ManualTecnicasNarrativas

      Enrique Páez      (España) 

       web del autor:   http://www.enriquepaez.com/

         Editorial     :   Ediciones S.M.

      

 

 

 Fragmentos de libros

 

Este libro se estructura en siete apartados con un total de 65 capítulos.

Los apartados son los siguientes:

     I.            El punto de partida.

    II.            Los recursos de la creatividad

   III.            La construcción de la historia

  IV.            Las historias de género

    V.            El momento de la escritura

  VI.            La corrección y el estilo literario

 VII.     La publicación

En fragmentos de libros ofrecemos el primer capítulo, en comienzos, “La cueva del escritor”, del apartado I.

Y ya en "fragmentos" transcribimos el capítulo 8, “Las funciones de Propp”, del apartado II;  y del apartado III el capítulo 19 “Como espesar el argumento

Independientemente del interés que tienen en si mismos estos capítulos, con su transcripción queda claramente evidenciado el estilo, modo e intención pedagógica de la obra, así como la estructura de cada capítulo para hacerlo más ameno, estructurado y didáctico.

 

De LOS RECURSOS DE LA CREATIVIDAD

 

Capítulo 8. Las funciones de Propp

 

En la Morfología del cuento, publicado en los años veinte del pasado siglo en Leningrado. Propp hace un análisis estructural de los cuentos maravillosos rusos que ha podido ser aplicado, sin ninguna transforma­ción, no solo a todos los cuentos tradicionales de las lenguas indoeu­ropeas, sino a textos tan diversos como el Cantar del Mío Cid, las novelas de James Bond de lan Fleming o los guiones de Indiana Jones.

  

Para Propp, las funciones de los personajes representan las partes fun­damentales del cuento. A la hora de definirlas no se debe tener en cuenta al personaje-ejecutante, y la acción no puede determinarse al margen de su situación en el curso del relato. Por «función», pues, entiende «la acción de un personaje, descrita desde el punto de vis­ta de su significado en el desarrollo de la intriga». Propp hace cua­tro observaciones previas a la enumeración de las funciones:

 

1.  Las funciones de los personajes son elementos constantes y permanentes en el cuento, sean cuales fueren esos personajes y sea cual fuere la manera en que se realizan esas funciones. Las funciones son las partes constitutivas fundamentales del cuento. 

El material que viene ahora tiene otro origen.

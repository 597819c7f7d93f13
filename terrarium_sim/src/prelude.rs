// terrarium_sim/src/prelude.rs

// Re-export the entire terrarium_core prelude so you can easily access
// pure types like `Sensor`, `RayPipeline`, `DetectionTarget`, etc.
pub use terrarium_core::prelude::*;

// Re-export common simulation-specific types for easy access.
pub use crate::config::{load_scenario, AgentConfig, ScenarioConfig, SensorSpec};
pub use crate::engine::{SimAgent, Simulation};
pub use crate::error::SimError;
pub use crate::polar::polar_view;
pub use crate::scene::PhysicsScene;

2.  El número de funciones que comprende el cuento maravilloso es limitado. 

3. Aunque no todos los cuentos presentan, ni mucho menos, todas las funciones, La sucesión de funciones es siempre idéntica. La ausencia de determinadas funciones no cambia la disposición de las demás. 

4.  Todos los cuentos maravillosos pertenecen al mismo tipo en lo que respecta a su estructura. 

 ProppCuentos

Las 31 funciones de los personajes en los cuentos maravillosos, según el propio Propp, son las siguientes: 

1.                 Alejamiento: uno de los miembros de la familia se aleja de la casa. 

2.               Prohibición: recae sobre el protagonista una prohibición. 

3.               Transgresión: se transgrede la prohibición. 

4.               Interrogatorio: el agresor intenta obtener informaciones. 

5.               Información: el agresor recibe informaciones sobre su víctima. 

6.               Engaño: el agresor intenta engañar a su víctima. 

7.                Complicidad: la victima se deja engañar y ayuda así a su enemigo, a su
pesar. 

8.              Fechoría: el agresor daña a uno de los miembros de la familia. 

8-a. Carencia: algo le falta a uno de los miembros de la familia.

9.               Mediación, momento de transición: se divulga la noticia de la fechoría o de la carencia; al héroe se le envía o se le deja partir. 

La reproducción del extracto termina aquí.